Collected data entries:
- - -
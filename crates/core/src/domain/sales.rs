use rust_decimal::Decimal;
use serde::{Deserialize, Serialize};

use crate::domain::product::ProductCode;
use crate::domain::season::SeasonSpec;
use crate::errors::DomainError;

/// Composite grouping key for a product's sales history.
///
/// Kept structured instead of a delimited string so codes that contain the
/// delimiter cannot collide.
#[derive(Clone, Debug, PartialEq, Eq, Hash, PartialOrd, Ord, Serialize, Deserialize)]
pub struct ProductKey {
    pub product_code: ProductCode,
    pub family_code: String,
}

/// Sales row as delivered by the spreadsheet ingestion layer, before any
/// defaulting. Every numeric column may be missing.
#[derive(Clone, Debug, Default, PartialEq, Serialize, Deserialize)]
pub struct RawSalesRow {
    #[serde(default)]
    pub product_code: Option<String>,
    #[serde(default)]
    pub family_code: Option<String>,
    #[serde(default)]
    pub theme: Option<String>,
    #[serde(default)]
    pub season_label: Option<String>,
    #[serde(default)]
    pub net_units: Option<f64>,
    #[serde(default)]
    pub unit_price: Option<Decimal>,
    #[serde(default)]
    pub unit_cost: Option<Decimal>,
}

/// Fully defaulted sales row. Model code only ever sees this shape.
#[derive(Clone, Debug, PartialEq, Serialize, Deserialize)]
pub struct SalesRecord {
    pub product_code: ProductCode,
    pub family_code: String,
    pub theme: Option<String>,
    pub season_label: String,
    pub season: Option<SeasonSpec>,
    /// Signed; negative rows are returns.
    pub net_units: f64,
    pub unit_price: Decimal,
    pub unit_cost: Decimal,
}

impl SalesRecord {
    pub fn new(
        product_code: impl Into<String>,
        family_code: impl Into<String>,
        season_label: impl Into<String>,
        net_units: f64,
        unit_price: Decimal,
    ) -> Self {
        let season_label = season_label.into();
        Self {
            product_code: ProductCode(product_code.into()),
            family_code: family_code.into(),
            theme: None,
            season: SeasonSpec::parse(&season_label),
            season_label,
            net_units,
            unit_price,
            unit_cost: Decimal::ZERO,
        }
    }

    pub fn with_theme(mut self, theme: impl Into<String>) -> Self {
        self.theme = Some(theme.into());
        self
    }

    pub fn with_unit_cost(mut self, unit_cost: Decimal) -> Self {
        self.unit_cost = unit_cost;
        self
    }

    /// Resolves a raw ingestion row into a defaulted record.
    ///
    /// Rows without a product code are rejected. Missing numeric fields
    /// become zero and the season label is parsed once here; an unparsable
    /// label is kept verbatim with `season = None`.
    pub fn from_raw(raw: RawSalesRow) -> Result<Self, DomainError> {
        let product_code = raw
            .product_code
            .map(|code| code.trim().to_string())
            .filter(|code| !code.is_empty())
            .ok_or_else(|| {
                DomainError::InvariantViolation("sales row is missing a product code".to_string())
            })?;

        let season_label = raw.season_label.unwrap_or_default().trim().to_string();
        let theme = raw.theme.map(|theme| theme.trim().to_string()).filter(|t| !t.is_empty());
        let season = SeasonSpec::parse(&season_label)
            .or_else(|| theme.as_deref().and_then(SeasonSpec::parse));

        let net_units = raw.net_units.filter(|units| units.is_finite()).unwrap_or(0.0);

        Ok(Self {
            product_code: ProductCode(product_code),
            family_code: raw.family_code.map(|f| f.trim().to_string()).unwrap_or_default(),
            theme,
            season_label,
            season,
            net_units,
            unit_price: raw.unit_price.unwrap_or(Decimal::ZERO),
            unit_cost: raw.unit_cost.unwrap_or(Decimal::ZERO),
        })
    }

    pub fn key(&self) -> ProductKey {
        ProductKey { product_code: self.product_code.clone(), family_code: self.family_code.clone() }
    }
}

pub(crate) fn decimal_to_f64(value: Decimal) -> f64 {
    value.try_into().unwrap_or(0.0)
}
- - -
Task prompt: From the records above, copy each line that contains the word "impl".

Solution to this problem:
impl SalesRecord {
        product_code: impl Into<String>,
        family_code: impl Into<String>,
        season_label: impl Into<String>,
    pub fn with_theme(mut self, theme: impl Into<String>) -> Self {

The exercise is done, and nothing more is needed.